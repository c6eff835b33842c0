//! Cache storage trait and its SQLite, in-memory and no-op implementations.

use chrono::{DateTime, Utc};
use color_eyre::{eyre::eyre, Result};
use rusqlite::{params, Connection, OptionalExtension};
use std::collections::{BTreeMap, HashMap};
use std::path::{Path, PathBuf};
use std::sync::Mutex;

use super::traits::{CacheKey, CachedResponse};

/// Trait for cache storage backends.
///
/// A backend holds any number of named stores (one per cache generation),
/// each mapping cache keys to response snapshots.
pub trait CacheStorage: Send + Sync {
  /// Names of all existing stores, sorted.
  fn store_names(&self) -> Result<Vec<String>>;

  /// Create the store if it does not exist yet.
  fn open_store(&self, store: &str) -> Result<()>;

  /// Look up an entry.
  fn get(&self, store: &str, key: &CacheKey) -> Result<Option<CachedResponse>>;

  /// Write an entry, creating the store if needed and replacing any previous entry.
  fn put(&self, store: &str, key: &CacheKey, response: &CachedResponse) -> Result<()>;

  /// Delete every store whose name matches `predicate`. Returns the deleted names.
  fn delete_stores<P>(&self, predicate: P) -> Result<Vec<String>>
  where
    P: Fn(&str) -> bool;

  /// Number of entries in a store (0 if it does not exist).
  fn entry_count(&self, store: &str) -> Result<usize>;
}

/// Storage implementation that doesn't cache anything.
/// Used when caching is disabled - all operations are no-ops.
pub struct NoopStorage;

impl CacheStorage for NoopStorage {
  fn store_names(&self) -> Result<Vec<String>> {
    Ok(Vec::new())
  }

  fn open_store(&self, _store: &str) -> Result<()> {
    Ok(())
  }

  fn get(&self, _store: &str, _key: &CacheKey) -> Result<Option<CachedResponse>> {
    Ok(None) // Always miss
  }

  fn put(&self, _store: &str, _key: &CacheKey, _response: &CachedResponse) -> Result<()> {
    Ok(()) // Discard
  }

  fn delete_stores<P>(&self, _predicate: P) -> Result<Vec<String>>
  where
    P: Fn(&str) -> bool,
  {
    Ok(Vec::new())
  }

  fn entry_count(&self, _store: &str) -> Result<usize> {
    Ok(0)
  }
}

/// In-process storage. Contents are lost when the process exits.
#[derive(Default)]
pub struct MemoryStorage {
  stores: Mutex<BTreeMap<String, HashMap<String, CachedResponse>>>,
}

impl MemoryStorage {
  pub fn new() -> Self {
    Self::default()
  }

  fn lock(&self) -> Result<std::sync::MutexGuard<'_, BTreeMap<String, HashMap<String, CachedResponse>>>> {
    self
      .stores
      .lock()
      .map_err(|e| eyre!("Lock poisoned: {}", e))
  }
}

impl CacheStorage for MemoryStorage {
  fn store_names(&self) -> Result<Vec<String>> {
    Ok(self.lock()?.keys().cloned().collect())
  }

  fn open_store(&self, store: &str) -> Result<()> {
    self.lock()?.entry(store.to_string()).or_default();
    Ok(())
  }

  fn get(&self, store: &str, key: &CacheKey) -> Result<Option<CachedResponse>> {
    let stores = self.lock()?;
    Ok(
      stores
        .get(store)
        .and_then(|entries| entries.get(&key.hash()))
        .cloned(),
    )
  }

  fn put(&self, store: &str, key: &CacheKey, response: &CachedResponse) -> Result<()> {
    self
      .lock()?
      .entry(store.to_string())
      .or_default()
      .insert(key.hash(), response.clone());
    Ok(())
  }

  fn delete_stores<P>(&self, predicate: P) -> Result<Vec<String>>
  where
    P: Fn(&str) -> bool,
  {
    let mut stores = self.lock()?;
    let doomed: Vec<String> = stores
      .keys()
      .filter(|name| predicate(name))
      .cloned()
      .collect();
    for name in &doomed {
      stores.remove(name);
    }
    Ok(doomed)
  }

  fn entry_count(&self, store: &str) -> Result<usize> {
    Ok(self.lock()?.get(store).map_or(0, HashMap::len))
  }
}

/// SQLite-based cache storage implementation.
pub struct SqliteStorage {
  conn: Mutex<Connection>,
}

impl SqliteStorage {
  /// Open the cache database at `path`, or at the default location.
  pub fn open(path: Option<&Path>) -> Result<Self> {
    let path = match path {
      Some(p) => p.to_path_buf(),
      None => Self::default_path()?,
    };

    // Ensure parent directory exists
    if let Some(parent) = path.parent() {
      std::fs::create_dir_all(parent)
        .map_err(|e| eyre!("Failed to create cache directory: {}", e))?;
    }

    let conn = Connection::open(&path)
      .map_err(|e| eyre!("Failed to open cache database at {}: {}", path.display(), e))?;

    let storage = Self {
      conn: Mutex::new(conn),
    };
    storage.run_migrations()?;

    tracing::debug!(path = %path.display(), "Opened cache database");
    Ok(storage)
  }

  /// Open the cache database only if it already exists on disk.
  pub fn open_existing(path: Option<&Path>) -> Result<Option<Self>> {
    let path = match path {
      Some(p) => p.to_path_buf(),
      None => Self::default_path()?,
    };

    if !path.exists() {
      return Ok(None);
    }
    Self::open(Some(&path)).map(Some)
  }

  /// Get the default database path.
  fn default_path() -> Result<PathBuf> {
    let data_dir = dirs::data_dir()
      .or_else(|| dirs::home_dir().map(|p| p.join(".local/share")))
      .ok_or_else(|| eyre!("Could not determine data directory"))?;

    Ok(data_dir.join("swcache").join("cache.db"))
  }

  /// Run database migrations for cache tables.
  fn run_migrations(&self) -> Result<()> {
    let conn = self
      .conn
      .lock()
      .map_err(|e| eyre!("Lock poisoned: {}", e))?;

    conn
      .execute_batch(CACHE_SCHEMA)
      .map_err(|e| eyre!("Failed to run cache migrations: {}", e))?;

    Ok(())
  }
}

/// Schema for cache tables.
const CACHE_SCHEMA: &str = r#"
PRAGMA foreign_keys = ON;

-- One row per cache generation
CREATE TABLE IF NOT EXISTS cache_stores (
    name TEXT PRIMARY KEY,
    created_at TEXT NOT NULL DEFAULT (datetime('now'))
);

-- Response snapshots, keyed by sha256("METHOD url")
CREATE TABLE IF NOT EXISTS cache_entries (
    store_name TEXT NOT NULL,
    key_hash TEXT NOT NULL,
    method TEXT NOT NULL,
    url TEXT NOT NULL,
    status INTEGER NOT NULL,
    headers TEXT NOT NULL,
    body BLOB NOT NULL,
    cached_at TEXT NOT NULL,
    PRIMARY KEY (store_name, key_hash),
    FOREIGN KEY (store_name) REFERENCES cache_stores(name) ON DELETE CASCADE
);
"#;

impl CacheStorage for SqliteStorage {
  fn store_names(&self) -> Result<Vec<String>> {
    let conn = self
      .conn
      .lock()
      .map_err(|e| eyre!("Lock poisoned: {}", e))?;

    let mut stmt = conn
      .prepare("SELECT name FROM cache_stores ORDER BY name")
      .map_err(|e| eyre!("Failed to prepare query: {}", e))?;

    let names = stmt
      .query_map([], |row| row.get(0))
      .map_err(|e| eyre!("Failed to list cache stores: {}", e))?
      .collect::<rusqlite::Result<Vec<String>>>()
      .map_err(|e| eyre!("Failed to read cache store name: {}", e))?;

    Ok(names)
  }

  fn open_store(&self, store: &str) -> Result<()> {
    let conn = self
      .conn
      .lock()
      .map_err(|e| eyre!("Lock poisoned: {}", e))?;

    conn
      .execute(
        "INSERT OR IGNORE INTO cache_stores (name) VALUES (?)",
        params![store],
      )
      .map_err(|e| eyre!("Failed to open cache store {}: {}", store, e))?;

    Ok(())
  }

  fn get(&self, store: &str, key: &CacheKey) -> Result<Option<CachedResponse>> {
    let conn = self
      .conn
      .lock()
      .map_err(|e| eyre!("Lock poisoned: {}", e))?;

    let mut stmt = conn
      .prepare(
        "SELECT status, headers, body, cached_at FROM cache_entries
         WHERE store_name = ? AND key_hash = ?",
      )
      .map_err(|e| eyre!("Failed to prepare query: {}", e))?;

    let row: Option<(u16, String, Vec<u8>, String)> = stmt
      .query_row(params![store, key.hash()], |row| {
        Ok((row.get(0)?, row.get(1)?, row.get(2)?, row.get(3)?))
      })
      .optional()
      .map_err(|e| eyre!("Failed to read cache entry for {}: {}", key.url(), e))?;

    match row {
      Some((status, headers, body, cached_at)) => {
        let headers: Vec<(String, String)> = serde_json::from_str(&headers)
          .map_err(|e| eyre!("Failed to deserialize cached headers: {}", e))?;
        Ok(Some(CachedResponse {
          status,
          headers,
          body,
          cached_at: parse_datetime(&cached_at)?,
        }))
      }
      None => Ok(None),
    }
  }

  fn put(&self, store: &str, key: &CacheKey, response: &CachedResponse) -> Result<()> {
    let mut conn = self
      .conn
      .lock()
      .map_err(|e| eyre!("Lock poisoned: {}", e))?;

    let headers = serde_json::to_string(&response.headers)
      .map_err(|e| eyre!("Failed to serialize headers: {}", e))?;

    let tx = conn
      .transaction()
      .map_err(|e| eyre!("Failed to begin transaction: {}", e))?;

    tx.execute(
      "INSERT OR IGNORE INTO cache_stores (name) VALUES (?)",
      params![store],
    )
    .map_err(|e| eyre!("Failed to open cache store {}: {}", store, e))?;

    tx.execute(
      "INSERT OR REPLACE INTO cache_entries
         (store_name, key_hash, method, url, status, headers, body, cached_at)
       VALUES (?, ?, ?, ?, ?, ?, ?, ?)",
      params![
        store,
        key.hash(),
        key.method(),
        key.url(),
        response.status,
        headers,
        response.body,
        format_datetime(&response.cached_at),
      ],
    )
    .map_err(|e| eyre!("Failed to store cache entry for {}: {}", key.url(), e))?;

    tx.commit()
      .map_err(|e| eyre!("Failed to commit transaction: {}", e))?;

    Ok(())
  }

  fn delete_stores<P>(&self, predicate: P) -> Result<Vec<String>>
  where
    P: Fn(&str) -> bool,
  {
    let mut conn = self
      .conn
      .lock()
      .map_err(|e| eyre!("Lock poisoned: {}", e))?;

    let tx = conn
      .transaction()
      .map_err(|e| eyre!("Failed to begin transaction: {}", e))?;

    let names = {
      let mut stmt = tx
        .prepare("SELECT name FROM cache_stores ORDER BY name")
        .map_err(|e| eyre!("Failed to prepare statement: {}", e))?;
      let names = stmt
        .query_map([], |row| row.get::<_, String>(0))
        .map_err(|e| eyre!("Failed to list cache stores: {}", e))?
        .collect::<rusqlite::Result<Vec<String>>>()
        .map_err(|e| eyre!("Failed to read cache store name: {}", e))?;
      names
    };
    let doomed: Vec<String> = names.into_iter().filter(|name| predicate(name)).collect();

    // Entries go with their store (ON DELETE CASCADE)
    for name in &doomed {
      tx.execute("DELETE FROM cache_stores WHERE name = ?", params![name])
        .map_err(|e| eyre!("Failed to delete cache store {}: {}", name, e))?;
    }

    tx.commit()
      .map_err(|e| eyre!("Failed to commit transaction: {}", e))?;

    Ok(doomed)
  }

  fn entry_count(&self, store: &str) -> Result<usize> {
    let conn = self
      .conn
      .lock()
      .map_err(|e| eyre!("Lock poisoned: {}", e))?;

    let count: i64 = conn
      .query_row(
        "SELECT COUNT(*) FROM cache_entries WHERE store_name = ?",
        params![store],
        |row| row.get(0),
      )
      .map_err(|e| eyre!("Failed to count cache entries: {}", e))?;

    Ok(count as usize)
  }
}

const DATETIME_FORMAT: &str = "%Y-%m-%d %H:%M:%S%.f";

fn format_datetime(dt: &DateTime<Utc>) -> String {
  dt.format(DATETIME_FORMAT).to_string()
}

/// Parse a datetime string from SQLite format.
fn parse_datetime(s: &str) -> Result<DateTime<Utc>> {
  // "YYYY-MM-DD HH:MM:SS[.fff]"
  chrono::NaiveDateTime::parse_from_str(s, DATETIME_FORMAT)
    .map(|dt| dt.and_utc())
    .map_err(|e| eyre!("Failed to parse datetime '{}': {}", s, e))
}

******************************

Exercise directions
Go to the line in the material above that contains "any previous entry." and copy exactly from there through the line that contains "the deleted names.", stopping after it.

Response to this exercise
  /// Write an entry, creating the store if needed and replacing any previous entry.
  fn put(&self, store: &str, key: &CacheKey, response: &CachedResponse) -> Result<()>;

  /// Delete every store whose name matches `predicate`. Returns the deleted names.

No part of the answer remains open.